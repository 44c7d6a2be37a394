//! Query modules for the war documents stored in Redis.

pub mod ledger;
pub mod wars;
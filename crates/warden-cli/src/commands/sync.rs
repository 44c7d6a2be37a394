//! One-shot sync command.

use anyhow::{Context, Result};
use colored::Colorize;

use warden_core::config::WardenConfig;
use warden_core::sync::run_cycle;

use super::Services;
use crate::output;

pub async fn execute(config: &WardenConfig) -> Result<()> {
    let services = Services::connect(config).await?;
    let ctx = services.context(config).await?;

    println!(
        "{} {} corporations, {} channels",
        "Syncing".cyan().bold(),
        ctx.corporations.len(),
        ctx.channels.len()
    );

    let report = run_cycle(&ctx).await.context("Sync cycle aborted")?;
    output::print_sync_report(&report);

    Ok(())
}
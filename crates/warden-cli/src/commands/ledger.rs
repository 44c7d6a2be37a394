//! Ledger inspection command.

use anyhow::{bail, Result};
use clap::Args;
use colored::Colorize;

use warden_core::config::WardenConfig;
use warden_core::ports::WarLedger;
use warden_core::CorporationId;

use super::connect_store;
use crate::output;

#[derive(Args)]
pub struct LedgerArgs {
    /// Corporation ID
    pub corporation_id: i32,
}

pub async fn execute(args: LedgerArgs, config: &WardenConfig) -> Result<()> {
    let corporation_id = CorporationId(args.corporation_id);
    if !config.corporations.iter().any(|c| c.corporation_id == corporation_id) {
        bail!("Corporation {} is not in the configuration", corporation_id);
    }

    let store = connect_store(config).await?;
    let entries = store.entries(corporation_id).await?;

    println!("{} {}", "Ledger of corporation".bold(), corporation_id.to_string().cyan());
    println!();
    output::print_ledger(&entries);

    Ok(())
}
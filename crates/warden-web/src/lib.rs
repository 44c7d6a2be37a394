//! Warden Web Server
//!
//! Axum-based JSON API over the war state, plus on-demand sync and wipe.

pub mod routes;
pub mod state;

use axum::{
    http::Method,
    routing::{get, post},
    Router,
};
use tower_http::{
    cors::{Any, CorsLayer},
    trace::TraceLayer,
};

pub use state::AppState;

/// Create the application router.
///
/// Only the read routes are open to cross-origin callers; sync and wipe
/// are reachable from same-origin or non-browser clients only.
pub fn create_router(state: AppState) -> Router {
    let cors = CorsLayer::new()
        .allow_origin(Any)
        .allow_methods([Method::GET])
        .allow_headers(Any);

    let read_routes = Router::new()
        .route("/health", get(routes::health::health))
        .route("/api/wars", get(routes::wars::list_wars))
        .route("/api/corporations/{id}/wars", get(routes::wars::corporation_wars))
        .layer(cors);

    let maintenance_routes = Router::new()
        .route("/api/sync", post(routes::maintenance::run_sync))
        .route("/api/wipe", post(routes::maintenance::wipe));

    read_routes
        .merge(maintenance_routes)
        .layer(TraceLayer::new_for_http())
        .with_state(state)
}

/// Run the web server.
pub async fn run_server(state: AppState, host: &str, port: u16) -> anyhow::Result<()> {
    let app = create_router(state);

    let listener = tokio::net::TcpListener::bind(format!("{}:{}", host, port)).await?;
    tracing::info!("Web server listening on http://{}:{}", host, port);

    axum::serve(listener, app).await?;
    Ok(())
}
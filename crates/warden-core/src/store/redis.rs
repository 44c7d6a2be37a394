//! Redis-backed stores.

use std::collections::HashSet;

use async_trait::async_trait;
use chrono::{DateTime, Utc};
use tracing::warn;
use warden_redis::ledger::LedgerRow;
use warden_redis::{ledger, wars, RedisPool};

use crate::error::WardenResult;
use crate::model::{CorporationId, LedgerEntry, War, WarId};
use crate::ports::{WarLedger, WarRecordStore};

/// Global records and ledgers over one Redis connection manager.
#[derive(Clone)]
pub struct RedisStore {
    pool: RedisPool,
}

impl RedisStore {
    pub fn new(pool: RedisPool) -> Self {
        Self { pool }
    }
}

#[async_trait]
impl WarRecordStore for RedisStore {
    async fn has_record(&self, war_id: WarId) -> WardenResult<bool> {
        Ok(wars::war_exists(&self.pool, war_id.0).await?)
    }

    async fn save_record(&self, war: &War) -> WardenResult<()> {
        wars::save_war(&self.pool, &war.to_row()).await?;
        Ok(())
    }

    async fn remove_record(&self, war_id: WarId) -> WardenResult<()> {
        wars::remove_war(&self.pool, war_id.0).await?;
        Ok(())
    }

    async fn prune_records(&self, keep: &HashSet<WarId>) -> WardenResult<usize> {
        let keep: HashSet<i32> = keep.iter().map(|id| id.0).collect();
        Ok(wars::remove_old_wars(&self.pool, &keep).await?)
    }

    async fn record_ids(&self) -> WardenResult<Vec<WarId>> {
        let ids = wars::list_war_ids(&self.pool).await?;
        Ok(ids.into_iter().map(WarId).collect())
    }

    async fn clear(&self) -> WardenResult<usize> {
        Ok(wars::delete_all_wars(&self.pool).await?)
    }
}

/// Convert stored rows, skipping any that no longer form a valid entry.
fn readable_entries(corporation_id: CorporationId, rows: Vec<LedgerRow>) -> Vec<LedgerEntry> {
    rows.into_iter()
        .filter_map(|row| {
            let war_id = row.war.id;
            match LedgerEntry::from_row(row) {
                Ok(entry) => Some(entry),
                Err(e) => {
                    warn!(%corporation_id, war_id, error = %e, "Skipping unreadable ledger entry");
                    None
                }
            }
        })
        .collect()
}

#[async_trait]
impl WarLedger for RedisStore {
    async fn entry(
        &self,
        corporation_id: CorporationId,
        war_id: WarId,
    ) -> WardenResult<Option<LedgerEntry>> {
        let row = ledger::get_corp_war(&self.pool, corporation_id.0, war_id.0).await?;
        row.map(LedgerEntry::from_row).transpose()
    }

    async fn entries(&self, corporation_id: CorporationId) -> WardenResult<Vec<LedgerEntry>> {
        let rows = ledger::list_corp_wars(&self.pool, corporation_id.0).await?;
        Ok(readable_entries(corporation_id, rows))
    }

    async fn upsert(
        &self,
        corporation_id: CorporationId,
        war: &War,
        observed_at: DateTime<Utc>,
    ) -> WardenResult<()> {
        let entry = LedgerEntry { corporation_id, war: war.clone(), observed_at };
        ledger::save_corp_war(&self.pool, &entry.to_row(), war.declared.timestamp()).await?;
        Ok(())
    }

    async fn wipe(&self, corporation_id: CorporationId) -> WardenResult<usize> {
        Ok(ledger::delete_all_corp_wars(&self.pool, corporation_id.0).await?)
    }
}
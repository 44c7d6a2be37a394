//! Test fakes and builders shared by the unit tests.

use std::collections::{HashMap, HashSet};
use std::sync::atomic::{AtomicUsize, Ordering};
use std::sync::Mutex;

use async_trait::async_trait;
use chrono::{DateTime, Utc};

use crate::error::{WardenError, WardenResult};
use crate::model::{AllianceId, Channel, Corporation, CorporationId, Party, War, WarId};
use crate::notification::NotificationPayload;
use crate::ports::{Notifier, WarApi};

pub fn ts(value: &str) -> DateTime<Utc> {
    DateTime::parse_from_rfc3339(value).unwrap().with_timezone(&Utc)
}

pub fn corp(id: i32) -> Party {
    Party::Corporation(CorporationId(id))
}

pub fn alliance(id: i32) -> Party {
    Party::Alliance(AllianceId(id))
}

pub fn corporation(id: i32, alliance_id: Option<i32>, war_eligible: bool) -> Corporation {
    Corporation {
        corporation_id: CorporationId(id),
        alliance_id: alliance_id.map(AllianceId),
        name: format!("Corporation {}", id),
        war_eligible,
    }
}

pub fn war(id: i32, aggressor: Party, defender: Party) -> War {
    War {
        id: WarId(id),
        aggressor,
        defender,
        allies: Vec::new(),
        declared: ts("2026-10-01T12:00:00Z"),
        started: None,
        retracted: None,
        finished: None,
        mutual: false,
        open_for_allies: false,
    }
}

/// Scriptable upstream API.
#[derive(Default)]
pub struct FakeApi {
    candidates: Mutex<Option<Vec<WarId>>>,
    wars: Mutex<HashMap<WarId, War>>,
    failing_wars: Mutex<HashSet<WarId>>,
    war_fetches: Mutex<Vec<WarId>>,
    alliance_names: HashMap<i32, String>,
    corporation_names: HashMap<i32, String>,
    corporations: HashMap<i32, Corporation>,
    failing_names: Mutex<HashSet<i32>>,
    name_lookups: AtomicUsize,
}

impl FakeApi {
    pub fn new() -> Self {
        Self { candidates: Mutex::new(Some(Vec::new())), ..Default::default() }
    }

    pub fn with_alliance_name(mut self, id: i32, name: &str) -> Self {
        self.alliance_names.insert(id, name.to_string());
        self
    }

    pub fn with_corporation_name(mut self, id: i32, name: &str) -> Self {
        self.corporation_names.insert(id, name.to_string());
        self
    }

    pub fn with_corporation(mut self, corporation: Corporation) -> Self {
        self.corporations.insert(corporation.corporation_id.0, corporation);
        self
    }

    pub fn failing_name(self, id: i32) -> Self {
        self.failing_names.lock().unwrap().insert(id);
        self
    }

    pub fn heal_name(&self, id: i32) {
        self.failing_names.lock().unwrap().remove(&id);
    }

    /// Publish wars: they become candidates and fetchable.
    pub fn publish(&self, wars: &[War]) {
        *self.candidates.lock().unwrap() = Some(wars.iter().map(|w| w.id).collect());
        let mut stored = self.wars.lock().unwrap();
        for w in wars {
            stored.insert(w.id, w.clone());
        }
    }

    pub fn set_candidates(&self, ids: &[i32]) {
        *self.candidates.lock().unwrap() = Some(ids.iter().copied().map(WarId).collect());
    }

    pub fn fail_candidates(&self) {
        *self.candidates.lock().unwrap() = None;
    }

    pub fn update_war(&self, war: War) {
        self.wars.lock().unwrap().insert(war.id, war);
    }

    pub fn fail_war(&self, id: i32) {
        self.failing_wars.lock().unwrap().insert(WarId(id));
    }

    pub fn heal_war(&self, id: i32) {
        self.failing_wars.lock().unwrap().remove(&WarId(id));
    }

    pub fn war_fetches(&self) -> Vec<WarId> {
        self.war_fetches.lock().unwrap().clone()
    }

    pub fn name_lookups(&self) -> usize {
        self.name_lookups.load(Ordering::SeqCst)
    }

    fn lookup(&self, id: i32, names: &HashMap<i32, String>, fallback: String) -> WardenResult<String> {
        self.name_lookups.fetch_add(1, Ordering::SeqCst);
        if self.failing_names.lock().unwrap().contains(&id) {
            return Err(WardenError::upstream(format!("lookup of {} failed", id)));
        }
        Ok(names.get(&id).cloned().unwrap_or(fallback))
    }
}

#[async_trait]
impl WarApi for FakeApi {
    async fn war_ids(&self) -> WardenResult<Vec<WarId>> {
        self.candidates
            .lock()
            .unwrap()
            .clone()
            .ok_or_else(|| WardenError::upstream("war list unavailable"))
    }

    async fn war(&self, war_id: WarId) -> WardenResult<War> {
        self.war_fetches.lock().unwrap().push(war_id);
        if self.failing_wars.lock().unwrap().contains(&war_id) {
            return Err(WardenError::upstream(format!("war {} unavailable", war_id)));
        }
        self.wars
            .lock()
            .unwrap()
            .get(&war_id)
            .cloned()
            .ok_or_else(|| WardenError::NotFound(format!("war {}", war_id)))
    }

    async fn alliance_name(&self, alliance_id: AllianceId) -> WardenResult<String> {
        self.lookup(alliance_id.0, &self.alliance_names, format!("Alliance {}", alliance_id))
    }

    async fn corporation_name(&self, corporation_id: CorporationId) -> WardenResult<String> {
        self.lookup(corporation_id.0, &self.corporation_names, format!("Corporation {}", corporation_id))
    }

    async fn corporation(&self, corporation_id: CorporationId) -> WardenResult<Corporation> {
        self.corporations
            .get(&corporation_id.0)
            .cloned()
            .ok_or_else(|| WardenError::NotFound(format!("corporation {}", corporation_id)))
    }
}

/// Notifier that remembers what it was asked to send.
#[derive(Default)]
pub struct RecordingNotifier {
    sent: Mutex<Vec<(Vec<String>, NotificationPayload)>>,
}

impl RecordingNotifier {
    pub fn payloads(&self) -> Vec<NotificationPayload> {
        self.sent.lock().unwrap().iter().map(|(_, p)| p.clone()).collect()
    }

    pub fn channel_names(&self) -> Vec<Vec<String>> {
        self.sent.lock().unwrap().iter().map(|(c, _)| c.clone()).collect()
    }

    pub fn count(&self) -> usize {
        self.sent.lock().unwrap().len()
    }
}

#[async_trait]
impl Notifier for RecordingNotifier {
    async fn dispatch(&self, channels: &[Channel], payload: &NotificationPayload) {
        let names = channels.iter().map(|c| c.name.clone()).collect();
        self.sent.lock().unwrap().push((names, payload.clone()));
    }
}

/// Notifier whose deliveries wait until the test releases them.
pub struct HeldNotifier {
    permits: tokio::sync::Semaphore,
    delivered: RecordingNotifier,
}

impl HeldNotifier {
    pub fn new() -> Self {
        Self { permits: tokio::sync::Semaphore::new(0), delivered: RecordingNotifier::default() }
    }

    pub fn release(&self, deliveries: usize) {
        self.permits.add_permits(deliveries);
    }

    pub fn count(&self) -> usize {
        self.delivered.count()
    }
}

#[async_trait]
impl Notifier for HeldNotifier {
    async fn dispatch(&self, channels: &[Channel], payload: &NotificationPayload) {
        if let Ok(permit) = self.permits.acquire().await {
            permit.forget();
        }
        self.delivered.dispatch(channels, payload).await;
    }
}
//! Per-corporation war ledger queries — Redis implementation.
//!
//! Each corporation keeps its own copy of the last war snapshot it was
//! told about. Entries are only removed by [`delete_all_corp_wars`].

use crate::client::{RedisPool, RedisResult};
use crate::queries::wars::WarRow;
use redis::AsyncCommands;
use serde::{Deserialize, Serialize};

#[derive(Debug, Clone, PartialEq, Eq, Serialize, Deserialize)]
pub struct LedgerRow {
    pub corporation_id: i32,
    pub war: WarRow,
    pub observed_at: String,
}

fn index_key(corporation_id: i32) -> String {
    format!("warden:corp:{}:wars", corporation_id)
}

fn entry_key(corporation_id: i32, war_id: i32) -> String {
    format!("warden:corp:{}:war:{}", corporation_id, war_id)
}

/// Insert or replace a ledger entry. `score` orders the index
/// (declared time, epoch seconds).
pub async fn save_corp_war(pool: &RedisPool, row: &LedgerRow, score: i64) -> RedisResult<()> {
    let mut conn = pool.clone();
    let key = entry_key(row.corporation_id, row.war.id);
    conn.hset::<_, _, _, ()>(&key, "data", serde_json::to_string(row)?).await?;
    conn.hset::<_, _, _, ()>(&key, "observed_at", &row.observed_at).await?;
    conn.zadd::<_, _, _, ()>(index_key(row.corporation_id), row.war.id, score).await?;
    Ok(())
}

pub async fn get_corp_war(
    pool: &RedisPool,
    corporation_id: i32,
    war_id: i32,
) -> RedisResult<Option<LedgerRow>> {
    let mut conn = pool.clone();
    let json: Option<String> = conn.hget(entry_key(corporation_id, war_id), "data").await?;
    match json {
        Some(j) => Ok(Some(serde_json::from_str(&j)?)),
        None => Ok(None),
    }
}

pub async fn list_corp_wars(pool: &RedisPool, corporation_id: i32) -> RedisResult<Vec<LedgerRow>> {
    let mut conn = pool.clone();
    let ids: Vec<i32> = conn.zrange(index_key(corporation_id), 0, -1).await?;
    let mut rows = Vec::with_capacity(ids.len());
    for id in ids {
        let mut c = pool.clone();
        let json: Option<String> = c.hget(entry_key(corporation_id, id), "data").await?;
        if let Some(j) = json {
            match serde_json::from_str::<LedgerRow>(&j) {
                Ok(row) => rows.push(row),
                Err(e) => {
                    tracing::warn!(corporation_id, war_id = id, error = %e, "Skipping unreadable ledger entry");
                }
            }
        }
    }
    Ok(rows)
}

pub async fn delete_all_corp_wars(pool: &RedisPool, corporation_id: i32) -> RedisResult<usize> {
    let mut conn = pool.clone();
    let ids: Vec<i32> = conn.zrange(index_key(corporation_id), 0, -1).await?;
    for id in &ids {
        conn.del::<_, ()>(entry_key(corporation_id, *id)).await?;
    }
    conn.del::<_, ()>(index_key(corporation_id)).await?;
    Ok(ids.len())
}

++++++++++++++++++++

## DIRECTIONS
For the lines above, output exactly those from the line containing "pub fn alliance(id: i32)" through the line containing "pub fn set_candidates(&self, ids: &[i32])", and skip the others.

## SOLVED EXERCISE
pub fn alliance(id: i32) -> Party {
    Party::Alliance(AllianceId(id))
}

pub fn corporation(id: i32, alliance_id: Option<i32>, war_eligible: bool) -> Corporation {
    Corporation {
        corporation_id: CorporationId(id),
        alliance_id: alliance_id.map(AllianceId),
        name: format!("Corporation {}", id),
        war_eligible,
    }
}

pub fn war(id: i32, aggressor: Party, defender: Party) -> War {
    War {
        id: WarId(id),
        aggressor,
        defender,
        allies: Vec::new(),
        declared: ts("2026-10-01T12:00:00Z"),
        started: None,
        retracted: None,
        finished: None,
        mutual: false,
        open_for_allies: false,
    }
}

/// Scriptable upstream API.
#[derive(Default)]
pub struct FakeApi {
    candidates: Mutex<Option<Vec<WarId>>>,
    wars: Mutex<HashMap<WarId, War>>,
    failing_wars: Mutex<HashSet<WarId>>,
    war_fetches: Mutex<Vec<WarId>>,
    alliance_names: HashMap<i32, String>,
    corporation_names: HashMap<i32, String>,
    corporations: HashMap<i32, Corporation>,
    failing_names: Mutex<HashSet<i32>>,
    name_lookups: AtomicUsize,
}

impl FakeApi {
    pub fn new() -> Self {
        Self { candidates: Mutex::new(Some(Vec::new())), ..Default::default() }
    }

    pub fn with_alliance_name(mut self, id: i32, name: &str) -> Self {
        self.alliance_names.insert(id, name.to_string());
        self
    }

    pub fn with_corporation_name(mut self, id: i32, name: &str) -> Self {
        self.corporation_names.insert(id, name.to_string());
        self
    }

    pub fn with_corporation(mut self, corporation: Corporation) -> Self {
        self.corporations.insert(corporation.corporation_id.0, corporation);
        self
    }

    pub fn failing_name(self, id: i32) -> Self {
        self.failing_names.lock().unwrap().insert(id);
        self
    }

    pub fn heal_name(&self, id: i32) {
        self.failing_names.lock().unwrap().remove(&id);
    }

    /// Publish wars: they become candidates and fetchable.
    pub fn publish(&self, wars: &[War]) {
        *self.candidates.lock().unwrap() = Some(wars.iter().map(|w| w.id).collect());
        let mut stored = self.wars.lock().unwrap();
        for w in wars {
            stored.insert(w.id, w.clone());
        }
    }

    pub fn set_candidates(&self, ids: &[i32]) {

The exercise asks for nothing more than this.